» To do
Tally the lines below that hold the string "summary", and give only the tally.

◆ ◆ ◆ ◆ ◆

//! In-process event and timeline tracking for the Houston recorder.
//!
//! A [`Tracker`] owns a tree of named [`Timeline`]s rooted at a single
//! root timeline. Each timeline holds [`Event`]s in placement order, and
//! events link causally to the event that triggered them. The whole tree
//! can be serialized to nested [`TimelineRecord`](houston_types::TimelineRecord)s
//! for external inspection.
//!
//! # Modules
//!
//! - [`tracker`] -- The [`Tracker`]: event creation, placement, fork, join, reset.
//! - [`registry`] -- Name-based resolution against the root.
//! - [`snapshot`] -- Serialization of a subtree to records.
//! - [`event`] / [`timeline`] -- Node types and their handles.
//! - [`config`] -- YAML configuration and placement policies.
//! - [`clock`] -- Injectable time sources.
//! - [`shared`] -- A mutex-guarded tracker for multi-threaded hosts.
//!
//! # Usage
//!
//! ```
//! use houston_timeline::{NewEvent, Tracker};
//!
//! let mut tracker = Tracker::new();
//! let a = tracker.resolve(Some("A")).ok();
//! let start = a.and_then(|a| tracker.record(a, NewEvent::new("start")).ok());
//! let step = start.and_then(|s| tracker.trigger(s, NewEvent::new("step")).ok());
//! assert!(step.is_some());
//!
//! let root = tracker.root();
//! assert!(tracker.join(root).is_ok());
//! let dump = tracker.snapshot_root().ok();
//! assert_eq!(dump.map(|d| d.event_count()), Some(2));
//! ```

pub mod arena;
pub mod clock;
pub mod config;
pub mod error;
pub mod event;
pub mod registry;
pub mod shared;
pub mod snapshot;
pub mod timeline;
pub mod tracker;

pub use clock::{Clock, ManualClock, SystemClock};
pub use config::{BoundsPolicy, ConfigError, MIN_ID_LENGTH, TrackerConfig, TriggerPolicy};
pub use error::TrackerError;
pub use event::{Event, EventKey, NewEvent};
pub use shared::SharedTracker;
pub use timeline::{Timeline, TimelineKey};
pub use tracker::Tracker;
//! A thread-safe handle to a tracker.
//!
//! [`Tracker`] mutations take `&mut self`, so sharing one across threads
//! needs a lock. [`SharedTracker`] wraps it in a single coarse-grained
//! [`Mutex`]: every operation runs under the lock and the tree is never
//! observed half-updated.

use std::sync::{Arc, Mutex, MutexGuard, PoisonError};

use houston_types::TimelineRecord;

use crate::error::TrackerError;
use crate::event::{EventKey, NewEvent};
use crate::timeline::TimelineKey;
use crate::tracker::Tracker;

/// Cloneable, lock-protected tracker.
#[derive(Debug, Clone, Default)]
pub struct SharedTracker {
    inner: Arc<Mutex<Tracker>>,
}

impl SharedTracker {
    /// Wrap a tracker for sharing.
    pub fn new(tracker: Tracker) -> Self {
        Self {
            inner: Arc::new(Mutex::new(tracker)),
        }
    }

    /// Acquire the lock.
    ///
    /// Tracker operations validate before writing, so a panic in another
    /// holder cannot leave the tree inconsistent; poisoning is ignored.
    pub fn lock(&self) -> MutexGuard<'_, Tracker> {
        self.inner.lock().unwrap_or_else(PoisonError::into_inner)
    }

    /// Run `f` with exclusive access to the tracker.
    pub fn with<R>(&self, f: impl FnOnce(&mut Tracker) -> R) -> R {
        f(&mut self.lock())
    }

    /// Resolve a timeline by optional name under the lock.
    ///
    /// # Errors
    ///
    /// As for [`Tracker::resolve`].
    pub fn resolve(&self, name: Option<&str>) -> Result<TimelineKey, TrackerError> {
        self.lock().resolve(name)
    }

    /// Resolve `timeline` by name and record an event on it, atomically.
    ///
    /// # Errors
    ///
    /// As for [`Tracker::resolve`] and [`Tracker::record`].
    pub fn record(&self, timeline: Option<&str>, draft: NewEvent) -> Result<EventKey, TrackerError> {
        self.with(|tracker| {
            let key = tracker.resolve(timeline)?;
            tracker.record(key, draft)
        })
    }

    /// Snapshot the whole tree under the lock.
    ///
    /// # Errors
    ///
    /// As for [`Tracker::snapshot_root`].
    pub fn snapshot_root(&self) -> Result<TimelineRecord, TrackerError> {
        self.lock().snapshot_root()
    }
}
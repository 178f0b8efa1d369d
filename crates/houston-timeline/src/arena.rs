//! Generational arena owning every timeline and event node.
//!
//! Nodes refer to each other through [`ArenaIndex`] handles rather than
//! references, so the tree has a single owner and back-references
//! (parent, ancestor, placement) never form ownership cycles. Each slot
//! carries a generation counter that is bumped on removal; a handle whose
//! generation no longer matches its slot is stale and resolves to `None`.

/// A handle into an [`Arena`] with a generation counter.
#[derive(Debug, Clone, Copy, PartialEq, Eq, PartialOrd, Ord, Hash)]
pub struct ArenaIndex {
    index: usize,
    generation: u32,
}

impl ArenaIndex {
    /// Slot position of this handle.
    pub const fn index(self) -> usize {
        self.index
    }

    /// Generation this handle was issued for.
    pub const fn generation(self) -> u32 {
        self.generation
    }
}

impl core::fmt::Display for ArenaIndex {
    fn fmt(&self, f: &mut core::fmt::Formatter<'_>) -> core::fmt::Result {
        write!(f, "{}:{}", self.index, self.generation)
    }
}

#[derive(Debug)]
struct Slot<T> {
    generation: u32,
    value: Option<T>,
}

/// Slot storage with free-list reuse.
#[derive(Debug)]
pub struct Arena<T> {
    slots: Vec<Slot<T>>,
    free: Vec<usize>,
    len: usize,
}

impl<T> Default for Arena<T> {
    fn default() -> Self {
        Self::new()
    }
}

impl<T> Arena<T> {
    /// Create an empty arena.
    pub const fn new() -> Self {
        Self {
            slots: Vec::new(),
            free: Vec::new(),
            len: 0,
        }
    }

    /// Number of live values.
    pub const fn len(&self) -> usize {
        self.len
    }

    /// Whether the arena holds no live values.
    pub const fn is_empty(&self) -> bool {
        self.len == 0
    }

    /// Store `value` and return its handle.
    pub fn insert(&mut self, value: T) -> ArenaIndex {
        self.len = self.len.saturating_add(1);

        while let Some(index) = self.free.pop() {
            if let Some(slot) = self.slots.get_mut(index) {
                slot.value = Some(value);
                return ArenaIndex {
                    index,
                    generation: slot.generation,
                };
            }
        }

        let index = self.slots.len();
        self.slots.push(Slot {
            generation: 0,
            value: Some(value),
        });
        ArenaIndex {
            index,
            generation: 0,
        }
    }

    /// Borrow the value behind `handle`, if it is still live.
    pub fn get(&self, handle: ArenaIndex) -> Option<&T> {
        self.slots
            .get(handle.index)
            .filter(|slot| slot.generation == handle.generation)
            .and_then(|slot| slot.value.as_ref())
    }

    /// Mutably borrow the value behind `handle`, if it is still live.
    pub fn get_mut(&mut self, handle: ArenaIndex) -> Option<&mut T> {
        self.slots
            .get_mut(handle.index)
            .filter(|slot| slot.generation == handle.generation)
            .and_then(|slot| slot.value.as_mut())
    }

    /// Whether `handle` still refers to a live value.
    pub fn contains(&self, handle: ArenaIndex) -> bool {
        self.get(handle).is_some()
    }

    /// Remove and return the value behind `handle`.
    ///
    /// The slot's generation is bumped so every outstanding copy of the
    /// handle becomes stale.
    pub fn remove(&mut self, handle: ArenaIndex) -> Option<T> {
        let slot = self
            .slots
            .get_mut(handle.index)
            .filter(|slot| slot.generation == handle.generation)?;
        let value = slot.value.take()?;
        slot.generation = slot.generation.wrapping_add(1);
        self.free.push(handle.index);
        self.len = self.len.saturating_sub(1);
        Some(value)
    }

    /// Remove every live value for which `discard` returns true.
    pub fn remove_where(&mut self, mut discard: impl FnMut(&T) -> bool) {
        for (index, slot) in self.slots.iter_mut().enumerate() {
            if slot.value.as_ref().is_some_and(&mut discard) {
                slot.value = None;
                slot.generation = slot.generation.wrapping_add(1);
                self.free.push(index);
                self.len = self.len.saturating_sub(1);
            }
        }
    }
}
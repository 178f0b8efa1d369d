//! Plain-text rendering of a snapshot tree.
//!
//! Each timeline prints as a header line followed by its events, then its
//! children, indented two spaces per level:
//!
//! ```text
//! root [Xy3...] 0.020s
//!   A [Qk9...] 0.010s
//!     - default start (e1)
//!     - warning step (e2) <- e1
//! ```

use std::fmt::Write as _;

use houston_types::{EventRecord, TimelineRecord};

const INDENT: &str = "  ";

/// Render `record` and its subtree.
pub fn render_tree(record: &TimelineRecord) -> String {
    let mut out = String::new();
    render_timeline(&mut out, record, 0);
    out
}

/// One-line summary of the subtree size.
pub fn summary(record: &TimelineRecord) -> String {
    format!(
        "{} timelines, {} events, depth {}",
        record.timeline_count(),
        record.event_count(),
        record.depth()
    )
}

fn render_timeline(out: &mut String, record: &TimelineRecord, depth: usize) {
    let pad = INDENT.repeat(depth);
    let span = record.end.map_or_else(
        || "open".to_owned(),
        |end| format!("{:.3}s", end - record.begin),
    );
    let name = if record.name.is_empty() {
        "<unnamed>"
    } else {
        record.name.as_str()
    };
    let _ = writeln!(out, "{pad}{name} [{}] {span}", record.tid);

    let event_pad = INDENT.repeat(depth.saturating_add(1));
    for event in &record.events {
        render_event(out, &event_pad, event);
    }
    for child in &record.childs {
        render_timeline(out, child, depth.saturating_add(1));
    }
}

fn render_event(out: &mut String, pad: &str, event: &EventRecord) {
    let _ = write!(out, "{pad}- {} {} ({})", event.tag, event.etype, event.eid);
    if let Some(ancestor) = &event.ancestor {
        let _ = write!(out, " <- {ancestor}");
    }
    out.push('\n');
}
//! Snapshot serialization of a timeline subtree.
//!
//! Walks the tree and produces [`TimelineRecord`]s in placement order.
//! Links to events discarded by a reset are omitted rather than rendered
//! as dangling ids.

use houston_types::{EventRecord, TimelineRecord};

use crate::clock::epoch_seconds;
use crate::error::TrackerError;
use crate::event::{Event, EventKey};
use crate::timeline::TimelineKey;
use crate::tracker::Tracker;

impl Tracker {
    /// Serialize `timeline` and its whole subtree.
    ///
    /// Timelines are visited children first, so each record is assembled
    /// from already-built child records without recursion.
    ///
    /// # Errors
    ///
    /// Returns [`TrackerError::StaleTimeline`] if `timeline` was discarded.
    pub fn snapshot(&self, timeline: TimelineKey) -> Result<TimelineRecord, TrackerError> {
        let mut built: Vec<TimelineRecord> = Vec::new();
        for key in self.post_order(timeline)? {
            let node = self.timeline(key)?;
            let events = node
                .events()
                .iter()
                .map(|event| self.event(*event).map(|event| self.event_record(event)))
                .collect::<Result<Vec<_>, _>>()?;
            // The last `children().len()` records are this node's children,
            // in fork order.
            let first_child = built.len().saturating_sub(node.children().len());
            let childs = built.split_off(first_child);

            built.push(TimelineRecord {
                tid: node.id().clone(),
                name: node.name().to_owned(),
                begin: epoch_seconds(node.begin()),
                events,
                childs,
                end: node.end().map(epoch_seconds),
            });
        }
        built.pop().ok_or(TrackerError::StaleTimeline(timeline))
    }

    /// Serialize the whole tree from the root.
    ///
    /// # Errors
    ///
    /// Never fails while the tracker upholds its invariants; errors are
    /// propagated from [`snapshot`](Self::snapshot).
    pub fn snapshot_root(&self) -> Result<TimelineRecord, TrackerError> {
        self.snapshot(self.root())
    }

    /// Serialize one event.
    ///
    /// # Errors
    ///
    /// Returns [`TrackerError::StaleEvent`] if `event` was discarded.
    pub fn snapshot_event(&self, event: EventKey) -> Result<EventRecord, TrackerError> {
        self.event(event).map(|event| self.event_record(event))
    }

    fn event_record(&self, event: &Event) -> EventRecord {
        EventRecord {
            etype: event.event_type().to_owned(),
            tag: event.tag(),
            data: event.data().clone(),
            eid: event.id().clone(),
            timestamp: epoch_seconds(event.timestamp()),
            ancestor: event
                .ancestor()
                .and_then(|key| self.event(key).ok())
                .map(|ancestor| ancestor.id().clone()),
            successors: event
                .successors()
                .iter()
                .filter_map(|key| self.event(*key).ok())
                .map(|successor| successor.id().clone())
                .collect(),
        }
    }
}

◆ ◆ ◆ ◆ ◆

» Response to the task
2